(WORK INSTRUCTION): The expected response is a copy of every line in the entries below that includes the word "task".

::::::::::

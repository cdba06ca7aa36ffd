//! Telemetry initialisation primitives and logging configuration.
//!
//! # Design
//! - Centralises logging setup (fmt or JSON) with a single entry point.
//! - Records the build SHA once to avoid inconsistencies across modules.
//! - Optionally installs an OpenTelemetry layer when the feature is enabled.

use std::borrow::Cow;

use anyhow::{Result, anyhow};
use once_cell::sync::OnceCell;
use tracing_subscriber::{EnvFilter, fmt, layer::SubscriberExt, util::SubscriberInitExt};

#[cfg(feature = "otel")]
use opentelemetry::{global, trace::TracerProvider};
#[cfg(feature = "otel")]
use opentelemetry_sdk::trace as sdktrace;
#[cfg(feature = "otel")]
use tracing_opentelemetry::OpenTelemetryLayer;

/// Default logging target when `RUST_LOG` is not provided.
pub const DEFAULT_LOG_LEVEL: &str = "info";

static BUILD_SHA: OnceCell<String> = OnceCell::new();

/// Configure and install the global tracing subscriber.
///
/// # Errors
///
/// Returns an error if the tracing subscriber cannot be installed (for example,
/// because another subscriber has already been set globally).
pub fn init_logging(config: &LoggingConfig) -> Result<()> {
    init_logging_with_otel(config, None)?;
    Ok(())
}

/// Install the tracing subscriber with optional OpenTelemetry support.
///
/// Returns an `OpenTelemetryGuard` when the `otel` feature is enabled and the
/// provided configuration requests instrumentation; otherwise `None`.
///
/// # Errors
///
/// Returns an error if the tracing subscriber cannot be installed.
pub fn init_logging_with_otel<'a>(
    config: &LoggingConfig<'a>,
    otel: Option<&OpenTelemetryConfig<'a>>,
) -> Result<Option<OpenTelemetryGuard>> {
    BUILD_SHA
        .set(config.build_sha.to_string())
        .ok()
        .or(Some(()));

    #[cfg(feature = "otel")]
    if let Some(otel_config) = otel.filter(|cfg| cfg.enabled) {
        let telemetry = build_otel_layer(otel_config);
        let guard = install_with_otel_layer(config, telemetry)?;
        return Ok(Some(guard));
    }

    #[cfg(not(feature = "otel"))]
    if otel.is_some_and(|cfg| cfg.enabled) {
        eprintln!(
            "OpenTelemetry requested but the `nrf-telemetry` crate was built without the `otel` feature; continuing without exporter"
        );
    }

    install_fmt_subscriber(config)?;
    Ok(None)
}

/// Access the build SHA recorded during logging initialisation.
#[must_use]
pub fn build_sha() -> &'static str {
    BUILD_SHA.get().map_or("dev", String::as_str)
}

/// Logging configuration.
#[derive(Debug, Clone)]
pub struct LoggingConfig<'a> {
    /// Log level string (e.g., `info`, `debug`).
    pub level: &'a str,
    /// Output format selection for the tracing subscriber.
    pub format: LogFormat,
    /// Build identifier recorded in structured logs.
    pub build_sha: &'a str,
}

impl Default for LoggingConfig<'_> {
    fn default() -> Self {
        Self {
            level: DEFAULT_LOG_LEVEL,
            format: LogFormat::infer(),
            build_sha: build_sha(),
        }
    }
}

/// Available output formats for the logger.
#[derive(Debug, Clone, Copy)]
pub enum LogFormat {
    /// Emit logs as structured JSON objects.
    Json,
    /// Emit human-readable, pretty-printed logs.
    Pretty,
}

impl LogFormat {
    /// Choose a sensible default for the current build.
    #[must_use]
    pub const fn infer() -> Self {
        if cfg!(debug_assertions) {
            Self::Pretty
        } else {
            Self::Json
        }
    }
}

/// Minimal configuration describing when to enable OpenTelemetry instrumentation.
#[derive(Debug, Clone)]
pub struct OpenTelemetryConfig<'a> {
    /// Toggle flag; instrumentation is skipped when `false`.
    pub enabled: bool,
    /// Logical service name recorded in span resources.
    pub service_name: Cow<'a, str>,
    /// Optional endpoint placeholder for future exporters.
    pub endpoint: Option<Cow<'a, str>>,
}

#[cfg(feature = "otel")]
struct TelemetryLayer {
    layer: OpenTelemetryLayer<tracing_subscriber::registry::Registry, sdktrace::Tracer>,
    guard: OpenTelemetryGuard,
}

/// Guard returned when OpenTelemetry instrumentation is active.
pub struct OpenTelemetryGuard {
    #[cfg(feature = "otel")]
    provider: sdktrace::TracerProvider,
    #[cfg(not(feature = "otel"))]
    _private: (),
}

#[cfg(feature = "otel")]
impl Drop for OpenTelemetryGuard {
    fn drop(&mut self) {
        let _ = &self.provider;
        global::shutdown_tracer_provider();
    }
}

/// Convenience helper for deriving the log format from configuration maps.
#[must_use]
pub fn log_format_from_config(config: Option<&serde_json::Value>) -> Option<LogFormat> {
    config
        .and_then(|value| value.get("log_format"))
        .and_then(|value| value.as_str())
        .map(|value| match value {
            "json" => LogFormat::Json,
            "pretty" => LogFormat::Pretty,
            _ => LogFormat::infer(),
        })
}

fn install_fmt_subscriber(config: &LoggingConfig) -> Result<()> {
    match config.format {
        LogFormat::Json => tracing_subscriber::registry()
            .with(build_env_filter(config.level))
            .with(
                fmt::layer()
                    .json()
                    .with_target(false)
                    .with_thread_ids(false),
            )
            .try_init()
            .map_err(|err| anyhow!("failed to install tracing subscriber: {err}")),
        LogFormat::Pretty => tracing_subscriber::registry()
            .with(build_env_filter(config.level))
            .with(fmt::layer().with_target(false).with_thread_ids(false))
            .try_init()
            .map_err(|err| anyhow!("failed to install tracing subscriber: {err}")),
    }
}

fn build_env_filter(level: &str) -> EnvFilter {
    EnvFilter::try_from_default_env().unwrap_or_else(|_| EnvFilter::new(level))
}

#[cfg(feature = "otel")]
fn build_otel_layer(config: &OpenTelemetryConfig) -> TelemetryLayer {
    let provider = sdktrace::TracerProvider::builder().build();
    let tracer = provider.tracer(Cow::Owned(config.service_name.clone().into_owned()));
    global::set_tracer_provider(provider.clone());
    let layer = tracing_opentelemetry::layer().with_tracer(tracer);
    TelemetryLayer {
        layer,
        guard: OpenTelemetryGuard { provider },
    }
}

#[cfg(feature = "otel")]
fn install_with_otel_layer(
    config: &LoggingConfig,
    telemetry: TelemetryLayer,
) -> Result<OpenTelemetryGuard> {
    let TelemetryLayer { layer, guard } = telemetry;
    match config.format {
        LogFormat::Json => tracing_subscriber::registry()
            .with(layer)
            .with(build_env_filter(config.level))
            .with(
                fmt::layer()
                    .json()
                    .with_target(false)
                    .with_thread_ids(false),
            )
            .try_init()
            .map_err(|err| anyhow!("failed to install tracing subscriber: {err}"))?,
        LogFormat::Pretty => tracing_subscriber::registry()
            .with(layer)
            .with(build_env_filter(config.level))
            .with(fmt::layer().with_target(false).with_thread_ids(false))
            .try_init()
            .map_err(|err| anyhow!("failed to install tracing subscriber: {err}"))?,
    }
    Ok(guard)
}

#[cfg(test)]
mod tests {
    use super::*;
    use serde_json::json;

    #[test]
    fn log_format_from_config_parses_variants() {
        let json_config = json!({"log_format": "json"});
        assert!(matches!(
            log_format_from_config(Some(&json_config)),
            Some(LogFormat::Json)
        ));

        let pretty_config = json!({"log_format": "pretty"});
        assert!(matches!(
            log_format_from_config(Some(&pretty_config)),
            Some(LogFormat::Pretty)
        ));

        let inferred = log_format_from_config(Some(&json!({"log_format": "unknown"})))
            .expect("expected format");
        match (LogFormat::infer(), inferred) {
            (LogFormat::Json, LogFormat::Json) | (LogFormat::Pretty, LogFormat::Pretty) => {}
            other => panic!("unexpected format mapping: {other:?}"),
        }

        assert!(log_format_from_config(None).is_none());
    }

    #[test]
    fn init_logging_installs_subscriber_once() {
        let config = LoggingConfig {
            level: "info",
            format: LogFormat::Pretty,
            build_sha: "dev",
        };
        let _ = init_logging(&config);
    }
}
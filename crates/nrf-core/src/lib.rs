#![forbid(unsafe_code)]
#![deny(
    warnings,
    dead_code,
    unused,
    unused_imports,
    unused_must_use,
    unreachable_pub,
    clippy::all,
    clippy::pedantic,
    clippy::cargo,
    clippy::nursery,
    rustdoc::broken_intra_doc_links,
    rustdoc::bare_urls,
    missing_docs
)]
#![allow(clippy::module_name_repetitions)]
#![allow(clippy::multiple_crate_versions)]

//! Domain logic for the NF Repository: storage, discovery, registration,
//! subscriptions and token issuance.
//!
//! This crate has no HTTP or config-format dependency — `nrf-api` and
//! `nrf-app` wire its pieces together behind axum handlers and a YAML config
//! loader respectively. Every async trait here (`ProfileStore`,
//! `SubscriptionStore`, `MetricsSink`) exists so this crate can be exercised
//! against in-memory fakes without any of that outer machinery.

pub mod discovery;
pub mod error;
pub mod filters;
pub mod metrics_sink;
pub mod registry;
pub mod store;
pub mod subscriptions;
pub mod tokens;

pub use discovery::DiscoveryCache;
pub use error::{CoreError, CoreResult};
pub use filters::{DiscoveryQuery, matches};
pub use metrics_sink::{MetricsSink, NullMetricsSink, Outcome, SharedMetricsSink};
pub use registry::{LocationAuthority, RegisterOutcome, RegistryManager};
pub use store::{
    InMemoryProfileStore, InMemorySubscriptionStore, ProfileStore, SharedProfileStore,
    SharedSubscriptionStore, SubscriptionStore,
};
pub use subscriptions::{NotifierConfig, SubscriptionManager};
pub use tokens::TokenIssuer;

use std::sync::Arc;
use std::time::Duration;

use nrf_api_models::PlmnId;
use nrf_events::EventBus;

/// Bundles the registry manager, discovery cache, subscription manager and
/// token issuer that share one store and one event bus.
///
/// Handed around as a single `Arc<Registry>` by the owning binary rather than
/// constructed as ad-hoc globals, so tests can stand up as many independent
/// instances as they like.
pub struct Registry {
    /// Register / update / deregister / fetch profiles.
    pub manager: RegistryManager,
    /// Cached, filtered discovery lookups.
    pub discovery: Arc<DiscoveryCache>,
    /// Subscription CRUD and notification fan-out.
    pub subscriptions: Arc<SubscriptionManager>,
    /// OAuth2 client-credentials token issuance.
    pub tokens: TokenIssuer,
    events: EventBus,
}

impl Registry {
    /// Assemble a registry over fresh in-memory stores.
    #[must_use]
    pub fn in_memory(
        authority: LocationAuthority,
        default_plmn_list: Vec<PlmnId>,
        profile_expiry_enabled: bool,
        discovery_ttl: Duration,
        signing_secret: Option<&[u8]>,
        token_issuer_name: impl Into<String>,
        notifier_config: NotifierConfig,
        metrics: SharedMetricsSink,
    ) -> Self {
        let profile_store: SharedProfileStore = Arc::new(InMemoryProfileStore::new());
        let subscription_store: SharedSubscriptionStore = Arc::new(InMemorySubscriptionStore::new());
        let events = EventBus::new();
        let discovery = Arc::new(DiscoveryCache::new(profile_store.clone(), discovery_ttl));
        let manager = RegistryManager::new(
            profile_store.clone(),
            discovery.clone(),
            events.clone(),
            metrics.clone(),
            authority,
            default_plmn_list,
            profile_expiry_enabled,
        );
        let subscriptions = Arc::new(SubscriptionManager::new(
            subscription_store,
            events.clone(),
            metrics,
            notifier_config,
        ));
        let tokens = TokenIssuer::new(profile_store, signing_secret, token_issuer_name, None);

        Self {
            manager,
            discovery,
            subscriptions,
            tokens,
            events,
        }
    }

    /// Start the subscription notifier's background fan-out task.
    ///
    /// `location_of` renders an `nfInstanceId` into the same `Location`-style
    /// URI the registry manager assigns on register, so notification bodies
    /// and `Location` headers agree.
    pub fn spawn_notifier(&self, location_of: impl Fn(uuid::Uuid) -> String + Send + Sync + 'static) -> tokio::task::JoinHandle<()> {
        Arc::clone(&self.subscriptions).spawn(location_of)
    }

    /// Borrow the event bus, e.g. so an admin endpoint can stream recent
    /// lifecycle events.
    #[must_use]
    pub const fn events(&self) -> &EventBus {
        &self.events
    }
}

#[cfg(test)]
mod tests {
    use super::*;

    fn registry() -> Registry {
        Registry::in_memory(
            LocationAuthority {
                scheme: "https".into(),
                register_ip: "127.0.0.1".into(),
                port: 29510,
            },
            vec![PlmnId { mcc: "001".into(), mnc: "01".into() }],
            true,
            Duration::from_secs(5),
            Some(b"test-secret"),
            "nrf-test",
            NotifierConfig::default(),
            Arc::new(NullMetricsSink),
        )
    }

    #[tokio::test]
    async fn register_then_discover_round_trips_through_the_facade() {
        let registry = registry();
        let profile = nrf_api_models::NfProfile {
            nf_instance_id: uuid::Uuid::new_v4(),
            nf_type: "AMF".into(),
            nf_status: nrf_api_models::NfStatus::Registered,
            nf_services: None,
            plmn_list: None,
            s_nssais: None,
            allowed_nssais: None,
            info: None,
            heart_beat_timer: 30,
            expire_at: None,
            created_at: None,
        };
        let outcome = registry.manager.register(profile).await.expect("register");
        let found = registry
            .discovery
            .lookup("AMF", &DiscoveryQuery::default())
            .await
            .expect("lookup");
        assert_eq!(found.len(), 1);
        assert_eq!(found[0].nf_instance_id, outcome.profile.nf_instance_id);
    }
}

::::::::::

(RESULT BELOW):
    /// Start the subscription notifier's background fan-out task.
    pub fn spawn_notifier(&self, location_of: impl Fn(uuid::Uuid) -> String + Send + Sync + 'static) -> tokio::task::JoinHandle<()> {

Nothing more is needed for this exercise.